If you approach programming as a mode of expression, you can empower children to exercise their creativity. When we write long inelegant code we learn to appreciate more elegant structures when we find them. We learn about these structures by trying to build programs, presentations, animations, and games.

When we learn to write we begin with oversimplified diction, and over time we progress into writing obtuse and wordy academic prose. If we are lucky, with the help of readers and friends, we finally arrive at clear writing that communicates an idea or feeling to our audience. Programming requires much the same journey. Our programs start simple, building skills. Soon we progress from drawing hexagons and printing “hello world” to creating games and animations. The good news is that our students are already more familiar with the mentor texts of programming.

What can we express through code? In the classroom we have many opportunities everyday to create meaningful, important work with code. Create an app as part of project-based learning, write a game the helps practice sight words, or create an interactive web that puts a trifold board to shame.

4. Meeting students at their interests

My students, ages 5-20, all know they live in a world run on screens. If I claim to be a teacher who believes in empowering students, I have to help them learn to program. Programming is the new language of empowered producers. If I want them to stop playing Subway Runner and make something, I need to give them creative license. I need to give them the tools and permission to change their world.
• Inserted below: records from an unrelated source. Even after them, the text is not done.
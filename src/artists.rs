pub mod clock;
pub mod departure;
pub mod event;
pub mod poster;
pub mod title;
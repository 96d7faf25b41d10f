use chrono::NaiveTime;

use crate::{
    board::resources::Resources,
    draw::{
        measure::Measure,
        surface::{Configure, FontRole, Primitive, PrimitiveId, Surface},
    },
    layout::{anchor::Anchor, cascade::Artist, cell::Cell},
};

/// `HH:MM` wall clock.
#[derive(Debug)]
pub struct ClockArtist {
    cell: Cell,
    text: PrimitiveId,
    shown: String,
}

impl ClockArtist {
    pub fn new(
        surface: &mut dyn Surface,
        measure: &mut dyn Measure,
        resources: &Resources,
        anchor: Anchor,
    ) -> Self {
        let width = measure.text_width("00:00", FontRole::Clock);
        let height = measure.line_height(FontRole::Clock);
        let text = surface.create(Primitive::text(
            "",
            FontRole::Clock,
            resources.palette.text,
            Anchor::Center,
        ));
        Self {
            cell: Cell::new(0.0, 0.0, width, height, anchor),
            text,
            shown: String::new(),
        }
    }

    pub fn primitive(&self) -> PrimitiveId {
        self.text
    }

    /// Shows `now`; the surface is only touched when the minute changed.
    pub fn tick(&mut self, surface: &mut dyn Surface, now: NaiveTime) {
        let text = now.format("%H:%M").to_string();
        if text != self.shown {
            surface.configure(self.text, Configure::Text(text.clone()));
            self.shown = text;
        }
    }
}

impl Artist for ClockArtist {
    fn cell(&self) -> &Cell {
        &self.cell
    }

    fn cell_mut(&mut self) -> &mut Cell {
        &mut self.cell
    }

    fn place(&mut self, surface: &mut dyn Surface) {
        surface.move_to(self.text, self.cell.corner(Anchor::Center));
    }
}

#[cfg(test)]
#[path = "../../tests/unit/artists/clock.rs"]
mod tests;
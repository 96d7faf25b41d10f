use super::*;

use crate::{
    draw::{measure::FixedMeasure, surface::Scene},
    layout::cascade::{EditGeometry, Resize},
};

fn event(desc: &str) -> Event {
    Event {
        date: "24.12.".to_string(),
        desc: desc.to_string(),
    }
}

#[test]
fn height_is_tallest_column() {
    let mut scene = Scene::new();
    let mut measure = FixedMeasure::new(10.0, 20.0);
    let res = Resources::default();

    let single = EventArtist::new(&mut scene, &mut measure, &res, &event("Party"), Anchor::NorthWest);
    assert_eq!(single.cell().width(), 60.0 + 50.0);
    assert!((single.cell().height() - 26.0).abs() < 1e-9);

    let double = EventArtist::new(
        &mut scene,
        &mut measure,
        &res,
        &event("Lecture\nRoom 1.101"),
        Anchor::NorthWest,
    );
    assert!((double.cell().height() - 46.0).abs() < 1e-9);
    assert_eq!(double.cell().width(), 60.0 + 100.0);
}

#[test]
fn description_follows_date_column() {
    let mut scene = Scene::new();
    let mut measure = FixedMeasure::new(10.0, 20.0);
    let mut artist = EventArtist::new(
        &mut scene,
        &mut measure,
        &Resources::default(),
        &event("Party"),
        Anchor::West,
    );
    Resize::new(&mut artist, &mut scene).set_corner(Anchor::NorthWest, Point::new(5.0, 7.0));
    assert_eq!(scene.get(artist.date()).unwrap().at, Point::new(5.0, 7.0));
    assert_eq!(scene.get(artist.desc()).unwrap().at, Point::new(65.0, 7.0));
}

#[test]
fn events_read_from_json() {
    let e: Event = serde_json::from_str(r#"{"date": "01.05.", "desc": "Holiday"}"#).unwrap();
    assert_eq!(e, Event { date: "01.05.".to_string(), desc: "Holiday".to_string() });
}
use std::collections::BTreeMap;

use crate::draw::surface::FontRole;

/// Text measurement contract.
pub trait Measure {
    fn text_width(&mut self, text: &str, font: FontRole) -> f64;

    /// Height of one line of glyphs, without leading.
    fn font_height(&mut self, font: FontRole) -> f64;

    fn line_height(&mut self, font: FontRole) -> f64 {
        1.3 * self.font_height(font)
    }

    /// Height of a (possibly multi-line) block of text.
    fn text_height(&mut self, text: &str, font: FontRole) -> f64 {
        let lines = text.lines().count().max(1);
        (0.3 + lines as f64) * self.font_height(font)
    }
}

/// Shortens `text` so that it fits strictly inside `available`.
///
/// Text narrower than `available` is returned as is. Otherwise characters are
/// taken left to right, each measured on its own, while the running width
/// (starting from the marker's width) stays below `available`; the marker is
/// appended to the kept prefix.
pub fn truncate_to_width(
    measure: &mut dyn Measure,
    text: &str,
    font: FontRole,
    available: f64,
    marker: &str,
) -> String {
    if measure.text_width(text, font) < available {
        return text.to_string();
    }

    let mut occupied = measure.text_width(marker, font);
    let mut end = 0;
    let mut buf = [0u8; 4];
    for (idx, ch) in text.char_indices() {
        let w = measure.text_width(ch.encode_utf8(&mut buf), font);
        if occupied + w >= available {
            break;
        }
        occupied += w;
        end = idx + ch.len_utf8();
    }
    format!("{}{}", &text[..end], marker)
}

/// Fixed-pitch metrics: every character has the same advance per font role.
#[derive(Clone, Debug)]
pub struct FixedMeasure {
    char_width: f64,
    font_height: f64,
    overrides: BTreeMap<FontRole, (f64, f64)>,
}

impl FixedMeasure {
    pub fn new(char_width: f64, font_height: f64) -> Self {
        Self {
            char_width,
            font_height,
            overrides: BTreeMap::new(),
        }
    }

    pub fn with_role(mut self, role: FontRole, char_width: f64, font_height: f64) -> Self {
        self.overrides.insert(role, (char_width, font_height));
        self
    }

    fn metrics(&self, role: FontRole) -> (f64, f64) {
        self.overrides
            .get(&role)
            .copied()
            .unwrap_or((self.char_width, self.font_height))
    }
}

impl Measure for FixedMeasure {
    fn text_width(&mut self, text: &str, font: FontRole) -> f64 {
        let widest = text.lines().map(|l| l.chars().count()).max().unwrap_or(0);
        widest as f64 * self.metrics(font).0
    }

    fn font_height(&mut self, font: FontRole) -> f64 {
        self.metrics(font).1
    }
}

#[cfg(test)]
#[path = "../../tests/unit/draw/measure.rs"]
mod tests;
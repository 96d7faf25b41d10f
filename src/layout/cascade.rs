//! Resize cascade: geometry writes re-place an artist and everything below it.
//!
//! A [`Resize`] handle fires the artist's [`Artist::place`] after every
//! mutation. [`Resize::lock`] hands out a [`ResizeLock`] that suppresses those
//! calls and fires exactly one placement when it is dropped, on every exit path.
//! The lock borrows the handle mutably and offers no `lock` of its own, so
//! nested acquisition does not type-check.

use crate::{
    draw::surface::Surface,
    foundation::core::{Point, Size},
    layout::{anchor::Anchor, cell::Cell},
};

/// An element with geometry that pushes its placement to a [`Surface`].
pub trait Artist {
    fn cell(&self) -> &Cell;

    /// Raw geometry access. Writes through this do not cascade on their own.
    fn cell_mut(&mut self) -> &mut Cell;

    /// Recomputes child and primitive coordinates from the current cell.
    fn place(&mut self, surface: &mut dyn Surface);
}

impl<A: Artist + ?Sized> Artist for Box<A> {
    fn cell(&self) -> &Cell {
        (**self).cell()
    }

    fn cell_mut(&mut self) -> &mut Cell {
        (**self).cell_mut()
    }

    fn place(&mut self, surface: &mut dyn Surface) {
        (**self).place(surface)
    }
}

/// Geometry mutations shared by [`Resize`] and [`ResizeLock`].
pub trait EditGeometry {
    type Target: Artist + ?Sized;

    /// Runs `f` on the artist, then cascades (or defers, when locked).
    fn update<R>(&mut self, f: impl FnOnce(&mut Self::Target) -> R) -> R;

    fn set_x(&mut self, x: f64) {
        self.update(|a| a.cell_mut().set_x(x))
    }

    fn set_y(&mut self, y: f64) {
        self.update(|a| a.cell_mut().set_y(y))
    }

    fn set_width(&mut self, width: f64) {
        self.update(|a| a.cell_mut().set_width(width))
    }

    fn set_height(&mut self, height: f64) {
        self.update(|a| a.cell_mut().set_height(height))
    }

    fn set_size(&mut self, size: Size) {
        self.update(|a| a.cell_mut().set_size(size))
    }

    fn set_corner(&mut self, corner: Anchor, p: Point) {
        self.update(|a| a.cell_mut().set_corner(corner, p))
    }

    fn scale(&mut self, factor: f64) {
        self.update(|a| a.cell_mut().scale(factor))
    }

    fn bind_to(&mut self, other: &Cell) {
        self.update(|a| a.cell_mut().bind_to(other))
    }
}

/// Unlocked mutation handle: every write re-places the artist immediately.
pub struct Resize<'a, A: Artist + ?Sized> {
    artist: &'a mut A,
    surface: &'a mut dyn Surface,
}

impl<'a, A: Artist + ?Sized> Resize<'a, A> {
    pub fn new(artist: &'a mut A, surface: &'a mut dyn Surface) -> Self {
        Self { artist, surface }
    }

    pub fn artist(&self) -> &A {
        &*self.artist
    }

    /// Fires one placement without changing geometry.
    pub fn place(&mut self) {
        self.artist.place(&mut *self.surface);
    }

    /// Suppresses placement until the returned guard is dropped.
    pub fn lock(&mut self) -> ResizeLock<'_, A> {
        ResizeLock {
            artist: &mut *self.artist,
            surface: &mut *self.surface,
        }
    }
}

impl<A: Artist + ?Sized> EditGeometry for Resize<'_, A> {
    type Target = A;

    fn update<R>(&mut self, f: impl FnOnce(&mut A) -> R) -> R {
        let out = f(&mut *self.artist);
        self.artist.place(&mut *self.surface);
        out
    }
}

/// Scoped batch of mutations; one placement fires on drop.
pub struct ResizeLock<'a, A: Artist + ?Sized> {
    artist: &'a mut A,
    surface: &'a mut dyn Surface,
}

impl<A: Artist + ?Sized> ResizeLock<'_, A> {
    pub fn artist(&self) -> &A {
        &*self.artist
    }
}

impl<A: Artist + ?Sized> EditGeometry for ResizeLock<'_, A> {
    type Target = A;

    fn update<R>(&mut self, f: impl FnOnce(&mut A) -> R) -> R {
        f(&mut *self.artist)
    }
}

impl<A: Artist + ?Sized> Drop for ResizeLock<'_, A> {
    fn drop(&mut self) {
        self.artist.place(&mut *self.surface);
    }
}

#[cfg(test)]
#[path = "../../tests/unit/layout/cascade.rs"]
mod tests;
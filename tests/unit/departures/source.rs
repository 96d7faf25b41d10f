use serde_json::json;

use super::*;
use crate::departures::model::Products;

fn query(direction: Option<&str>) -> DepartureQuery {
    DepartureQuery {
        station_id: "900193002".to_string(),
        direction: direction.map(str::to_string),
        products: Products {
            suburban: true,
            ..Products::default()
        },
        min_time: 0.0,
        max_time: 60.0,
        results: 10,
    }
}

fn temp_dir(tag: &str) -> PathBuf {
    let dir = std::env::temp_dir().join(format!("depboard-{tag}-{}", std::process::id()));
    std::fs::create_dir_all(&dir).unwrap();
    dir
}

#[test]
fn static_source_filters_products() {
    let mut source = StaticSource::new().with_feed(
        "900193002",
        None,
        vec![
            json!({"tripId": "s", "line": {"product": "suburban"}}),
            json!({"tripId": "b", "line": {"product": "bus"}}),
            json!({"tripId": "unknown"}),
        ],
    );
    let records = source.fetch(&query(None)).unwrap();
    let trips: Vec<_> = records.iter().map(|r| r["tripId"].as_str().unwrap()).collect();
    assert_eq!(trips, vec!["s", "unknown"]);
}

#[test]
fn static_source_returns_every_admitted_record() {
    let mut source = StaticSource::new().with_feed(
        "900193002",
        Some("north"),
        (0..5).map(|i| json!({"tripId": i.to_string()})).collect(),
    );
    let mut q = query(Some("north"));
    q.results = 3;
    assert_eq!(source.fetch(&q).unwrap().len(), 5);
}

#[test]
fn top_level_product_is_used_without_line_product() {
    let mut source = StaticSource::new().with_feed(
        "900193002",
        None,
        vec![
            json!({"tripId": "s", "product": "suburban", "line": {"name": "S8"}}),
            json!({"tripId": "b", "product": "bus"}),
            json!({"tripId": "line-wins", "product": "bus", "line": {"product": "suburban"}}),
        ],
    );
    let records = source.fetch(&query(None)).unwrap();
    let trips: Vec<_> = records.iter().map(|r| r["tripId"].as_str().unwrap()).collect();
    assert_eq!(trips, vec!["s", "line-wins"]);
}

#[test]
fn static_source_missing_feed_is_source_error() {
    let mut source = StaticSource::new();
    assert!(matches!(
        source.fetch(&query(Some("south"))),
        Err(BoardError::Source(_))
    ));
}

#[test]
fn closures_are_sources() {
    let mut calls = 0;
    let mut source = |q: &DepartureQuery| -> BoardResult<Vec<serde_json::Value>> {
        calls += 1;
        Ok(vec![json!({"tripId": q.station_id.clone()})])
    };
    let records = source.fetch(&query(None)).unwrap();
    assert_eq!(records.len(), 1);
    assert_eq!(calls, 1);
}

#[test]
fn feed_dir_reads_both_layouts() {
    let dir = temp_dir("feeds");
    std::fs::write(
        dir.join("900193002.json"),
        r#"[{"tripId": "a"}, {"tripId": "b"}]"#,
    )
    .unwrap();
    std::fs::write(
        dir.join("900193002_north.json"),
        r#"{"departures": [{"tripId": "c"}], "realtimeDataUpdatedAt": 0}"#,
    )
    .unwrap();
    std::fs::write(dir.join("900193002_south.json"), r#"{"other": 1}"#).unwrap();

    let mut source = FeedDirSource::new(&dir);
    assert_eq!(source.fetch(&query(None)).unwrap().len(), 2);
    assert_eq!(source.fetch(&query(Some("north"))).unwrap().len(), 1);
    assert!(matches!(
        source.fetch(&query(Some("south"))),
        Err(BoardError::Source(_))
    ));
    let missing = source.fetch(&query(Some("west"))).unwrap_err();
    assert!(missing.to_string().contains("900193002_west.json"));

    std::fs::remove_dir_all(&dir).unwrap();
}
use crate::{
    foundation::core::{Point, Rgba8},
    layout::anchor::Anchor,
};

#[derive(Clone, Copy, Debug, PartialEq, Eq, PartialOrd, Ord, Hash)]
pub struct PrimitiveId(pub u32);

#[derive(Clone, Copy, Debug, PartialEq, Eq, PartialOrd, Ord, Hash)]
pub struct ImageId(pub u32);

#[derive(
    Clone, Copy, Debug, PartialEq, Eq, PartialOrd, Ord, Hash, serde::Serialize, serde::Deserialize,
)]
#[serde(rename_all = "snake_case")]
pub enum FontRole {
    Title,
    Departure,
    Event,
    Clock,
}

impl FontRole {
    pub const ALL: [FontRole; 4] = [
        FontRole::Title,
        FontRole::Departure,
        FontRole::Event,
        FontRole::Clock,
    ];
}

#[derive(Clone, Debug, PartialEq)]
pub enum Content {
    Text {
        text: String,
        font: FontRole,
        color: Rgba8,
    },
    Image(Option<ImageId>),
}

/// A drawable item: content plus the anchor its position refers to.
#[derive(Clone, Debug, PartialEq)]
pub struct Primitive {
    pub content: Content,
    pub anchor: Anchor,
    pub at: Point,
}

impl Primitive {
    pub fn text(text: impl Into<String>, font: FontRole, color: Rgba8, anchor: Anchor) -> Self {
        Self {
            content: Content::Text {
                text: text.into(),
                font,
                color,
            },
            anchor,
            at: Point::ORIGIN,
        }
    }

    pub fn image(image: Option<ImageId>, anchor: Anchor) -> Self {
        Self {
            content: Content::Image(image),
            anchor,
            at: Point::ORIGIN,
        }
    }

    pub fn text_str(&self) -> Option<&str> {
        match &self.content {
            Content::Text { text, .. } => Some(text),
            Content::Image(_) => None,
        }
    }

    pub fn color(&self) -> Option<Rgba8> {
        match &self.content {
            Content::Text { color, .. } => Some(*color),
            Content::Image(_) => None,
        }
    }

    pub fn image_id(&self) -> Option<ImageId> {
        match &self.content {
            Content::Image(id) => *id,
            Content::Text { .. } => None,
        }
    }
}

#[derive(Clone, Debug, PartialEq)]
pub enum Configure {
    Text(String),
    Image(Option<ImageId>),
    Color(Rgba8),
}

/// Drawing-primitive contract of the host surface.
///
/// Coordinates are absolute. Callers never read primitive state back.
pub trait Surface {
    fn create(&mut self, primitive: Primitive) -> PrimitiveId;

    fn move_to(&mut self, id: PrimitiveId, at: Point);

    fn configure(&mut self, id: PrimitiveId, change: Configure);
}

#[derive(Clone, Copy, Debug, Default, PartialEq, Eq)]
pub struct SceneStats {
    pub creates: usize,
    pub moves: usize,
    pub configures: usize,
}

/// Retained in-memory surface. Primitives keep creation order, which is paint order.
#[derive(Clone, Debug, Default)]
pub struct Scene {
    primitives: Vec<Primitive>,
    stats: SceneStats,
}

impl Scene {
    pub fn new() -> Self {
        Self::default()
    }

    pub fn get(&self, id: PrimitiveId) -> Option<&Primitive> {
        self.primitives.get(id.0 as usize)
    }

    pub fn iter(&self) -> impl Iterator<Item = (PrimitiveId, &Primitive)> {
        self.primitives
            .iter()
            .enumerate()
            .map(|(idx, p)| (PrimitiveId(idx as u32), p))
    }

    pub fn len(&self) -> usize {
        self.primitives.len()
    }

    pub fn is_empty(&self) -> bool {
        self.primitives.is_empty()
    }

    pub fn stats(&self) -> SceneStats {
        self.stats
    }

    pub fn reset_stats(&mut self) {
        self.stats = SceneStats::default();
    }
}

impl Surface for Scene {
    fn create(&mut self, primitive: Primitive) -> PrimitiveId {
        let id = PrimitiveId(self.primitives.len() as u32);
        self.primitives.push(primitive);
        self.stats.creates += 1;
        id
    }

    fn move_to(&mut self, id: PrimitiveId, at: Point) {
        let Some(p) = self.primitives.get_mut(id.0 as usize) else {
            tracing::warn!(?id, "move of unknown primitive");
            return;
        };
        p.at = at;
        self.stats.moves += 1;
    }

    fn configure(&mut self, id: PrimitiveId, change: Configure) {
        let Some(p) = self.primitives.get_mut(id.0 as usize) else {
            tracing::warn!(?id, "configure of unknown primitive");
            return;
        };
        match (&mut p.content, change) {
            (Content::Text { text, .. }, Configure::Text(new)) => *text = new,
            (Content::Text { color, .. }, Configure::Color(new)) => *color = new,
            (Content::Image(image), Configure::Image(new)) => *image = new,
            (_, change) => {
                tracing::warn!(?id, ?change, "configure does not apply to primitive kind");
                return;
            }
        }
        self.stats.configures += 1;
    }
}

#[cfg(test)]
#[path = "../../tests/unit/draw/surface.rs"]
mod tests;
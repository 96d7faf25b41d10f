use std::{
    collections::BTreeMap,
    path::{Path, PathBuf},
};

use anyhow::Context;

use crate::{
    artists::event::Event,
    board::resources::{Dimensions, FontSpec, Palette},
    departures::{model::Station, pipeline::DirectionFilter},
    draw::surface::FontRole,
    foundation::core::Canvas,
    foundation::error::{BoardError, BoardResult},
    layout::anchor::Anchor,
};

/// Update periods in seconds.
#[derive(Clone, Copy, Debug, PartialEq, Eq, serde::Serialize, serde::Deserialize)]
#[serde(default)]
pub struct Periods {
    pub stations: u64,
    pub posters: u64,
    pub clock: u64,
}

impl Default for Periods {
    fn default() -> Self {
        Self {
            stations: 5,
            posters: 18,
            clock: 5,
        }
    }
}

#[derive(Clone, Copy, Debug, PartialEq, serde::Serialize, serde::Deserialize)]
#[serde(default)]
pub struct Padding {
    /// Between adjacent columns.
    pub col: f64,
    /// Between adjacent rows.
    pub row: f64,
}

impl Default for Padding {
    fn default() -> Self {
        Self {
            col: 20.0,
            row: 10.0,
        }
    }
}

fn default_columns() -> Vec<f64> {
    vec![2.0, 1.0]
}

fn default_title_anchor() -> Anchor {
    Anchor::West
}

/// Board configuration document (JSON).
#[derive(Clone, Debug, PartialEq, serde::Serialize, serde::Deserialize)]
pub struct BoardConfig {
    #[serde(default)]
    pub canvas: Canvas,
    #[serde(default)]
    pub periods: Periods,
    /// Weights of the stations and info columns.
    #[serde(default = "default_columns")]
    pub columns: Vec<f64>,
    #[serde(default)]
    pub padding: Padding,
    #[serde(default = "default_title_anchor")]
    pub title_anchor: Anchor,
    #[serde(default)]
    pub fonts: BTreeMap<FontRole, FontSpec>,
    #[serde(default)]
    pub palette: Palette,
    #[serde(default)]
    pub dims: Dimensions,
    #[serde(default)]
    pub direction_filter: DirectionFilter,
    #[serde(default)]
    pub icon_dir: Option<PathBuf>,
    pub stations: Vec<Station>,
    #[serde(default)]
    pub events: Vec<Event>,
    #[serde(default)]
    pub posters: Vec<PathBuf>,
}

impl BoardConfig {
    pub fn from_json_str(s: &str) -> BoardResult<Self> {
        let config: Self = serde_json::from_str(s)?;
        config.validate()?;
        Ok(config)
    }

    pub fn from_json_path(path: &Path) -> BoardResult<Self> {
        let text = std::fs::read_to_string(path)
            .with_context(|| format!("read config '{}'", path.display()))?;
        Self::from_json_str(&text)
    }

    pub fn to_json_pretty(&self) -> BoardResult<String> {
        Ok(serde_json::to_string_pretty(self)?)
    }

    pub fn validate(&self) -> BoardResult<()> {
        if self.canvas.width == 0 || self.canvas.height == 0 {
            return Err(BoardError::validation("canvas width/height must be > 0"));
        }
        if self.periods.stations == 0 || self.periods.posters == 0 || self.periods.clock == 0 {
            return Err(BoardError::validation("update periods must be > 0 seconds"));
        }
        if self.columns.len() != 2 {
            return Err(BoardError::validation(
                "columns must hold exactly two weights (stations, info)",
            ));
        }
        if self.columns.iter().any(|w| !w.is_finite() || *w < 0.0) {
            return Err(BoardError::validation("column weights must be finite and >= 0"));
        }
        crate::layout::grid::normalize(&self.columns)
            .map_err(|e| BoardError::validation(format!("columns: {e}")))?;
        if !self.padding.col.is_finite()
            || !self.padding.row.is_finite()
            || self.padding.col < 0.0
            || self.padding.row < 0.0
        {
            return Err(BoardError::validation("padding must be finite and >= 0"));
        }
        for (role, font) in &self.fonts {
            if !font.size_px.is_finite() || font.size_px <= 0.0 {
                return Err(BoardError::validation(format!(
                    "font {role:?} size_px must be finite and > 0"
                )));
            }
        }
        self.dims.validate()?;
        if self.stations.is_empty() {
            return Err(BoardError::validation("at least one station is required"));
        }
        for station in &self.stations {
            station.validate()?;
        }
        Ok(())
    }
}

#[cfg(test)]
#[path = "../../tests/unit/board/config.rs"]
mod tests;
Creativity is a mindset. My students need to know they can create important things that the world interacts with. They can create with wool, wood, or lines of code.

5. Learning alongside your students

If you want to promote creativity with programming, learn alongside your students. Get down on the floor with them and figure out how to make things happen with code. The important part is figuring it out. Creativity is perseverance at its best. Have faith in the process and learn together. Try many things--make animated films, document a Lego build, make a robot dance--and see what sticks.